Please note that you must use SSL certificates when HTTPS is enabled (see instructions for generating SSL certificates):

curl --cacert secrets/ca_cert.pem --cert secrets/operator-cli_cert.pem --key secrets/operator-cli_key.pem https://localhost:4444/cluster/test/status

Generate SSL certificates and keystores

Execute the script secrets.sh to generate self-signed certificates and keystores required to run the Flink Operator.

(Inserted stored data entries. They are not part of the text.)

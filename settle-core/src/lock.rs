use async_trait::async_trait;
use std::time::Duration;
use uuid::Uuid;

use crate::models::OrderId;
use crate::BoxError;

/// Ownership token stored as the lock value
#[derive(Debug, Clone, PartialEq, Eq, Hash)]
pub struct LockToken(String);

impl LockToken {
    /// Fresh random token (128 bits, hex)
    pub fn generate() -> Self {
        Self(Uuid::new_v4().simple().to_string())
    }

    pub fn as_str(&self) -> &str {
        &self.0
    }
}

/// Cross-process mutual exclusion with self-expiring ownership.
#[async_trait]
pub trait DistributedLock: Send + Sync {
    /// Atomic set-if-absent with the expiry attached at creation.
    /// `Ok(None)` means someone else holds the key.
    async fn try_acquire(&self, key: &str, ttl: Duration) -> Result<Option<LockToken>, BoxError>;

    /// Compare-and-delete: only removes the key while it still holds `token`.
    /// Returns whether anything was removed.
    async fn release(&self, key: &str, token: &LockToken) -> Result<bool, BoxError>;
}

pub fn pay_lock_key(order_id: &OrderId) -> String {
    format!("lock:pay:{}", order_id)
}

#[cfg(test)]
mod tests {
    use super::*;

    #[test]
    fn test_pay_lock_key() {
        assert_eq!(pay_lock_key(&OrderId::new("o-9")), "lock:pay:o-9");
    }

    #[test]
    fn test_tokens_are_unique() {
        let a = LockToken::generate();
        let b = LockToken::generate();
        assert_ne!(a, b);
        assert_eq!(a.as_str().len(), 32);
    }
}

./secrets.sh flink-operator key-password keystore-password truststore-password

This command will generate new certificates and keystores in the directory secrets.

Monitoring Flink Operator

The operator exposes metrics to Prometheus on port 8080 by default. The metrics are exposed using HTTP protocol.

http://localhost:8080/metrics

Install Flink Operator

Create a namespace with command:

kubectl create namespace flink

Create a secret which contain the keystore and the truststore files:

kubectl create secret generic flink-operator-ssl -n flink \
    --from-file=keystore.jks=secrets/keystore-operator-api.jks \
    --from-file=truststore.jks=secrets/truststore-operator-api.jks \
    --from-literal=keystore-secret=keystore-password \
    --from-literal=truststore-secret=truststore-password

Install the operator's global resources with commands:

helm install --name flink-k8s-toolbox-global helm/flink-k8s-toolbox-global

Install the operator's namespace resources with command:

helm install --name flink-k8s-toolbox-services --namespace flink helm/flink-k8s-toolbox-services --set ssl.secretName=flink-operator-ssl

Run the operator with command:

 kubectl scale deployment -n flink flink-operator --replicas=1

Uninstall Flink Operator

Stop the operator with command:

 kubectl scale deployment -n flink flink-operator --replicas=0

Remove the operator's namespace resources with command:

helm delete --purge flink-k8s-toolbox-services

Remove the operator's global resources with command:

helm delete --purge flink-k8s-toolbox-global

Remove secret with command:

kubectl delete secret -n flink flink-operator-ssl

Remove namespace with command:

helm delete namespace flink

Get Docker image of Flink Operator

The Docker image can be downloaded from Docker Hub:

docker fetch nextbreakpoint/flink-k8s-toolbox:1.1.6-beta

Tag and push the image into your registry if needed:

docker tag nextbreakpoint/flink-k8s-toolbox:1.1.6-beta some-registry/flink-k8s-toolbox:1.1.6-beta
docker login some-registry
docker push some-registry/flink-k8s-toolbox:1.1.6-beta

Run Flink Operator manually

Run the operator using the image on Docker Hub:

kubectl run flink-operator --restart=Never -n flink --image=nextbreakpoint/flink-k8s-toolbox:1.1.6-beta \
    --overrides='{ "apiVersion": "v1", "metadata": { "labels": { "app": "flink-operator" } }, "spec": { "serviceAccountName": "flink-operator", "imagePullPolicy": "Always" } }' -- operator run --namespace=flink

Or run the operator using your own registry and pull secrets:

kubectl run flink-operator --restart=Never -n flink --image=some-registry/flink-k8s-toolbox:1.1.6-beta \
    --overrides='{ "apiVersion": "v1", "metadata": { "labels": { "app": "flink-operator" } }, "spec": { "serviceAccountName": "flink-operator", "imagePullPolicy": "Always", "imagePullSecrets": [{"name": "your-pull-secrets"}] } }' -- operator run --namespace=flink

Please note that you MUST run only one operator for each namespace to avoid conflicts.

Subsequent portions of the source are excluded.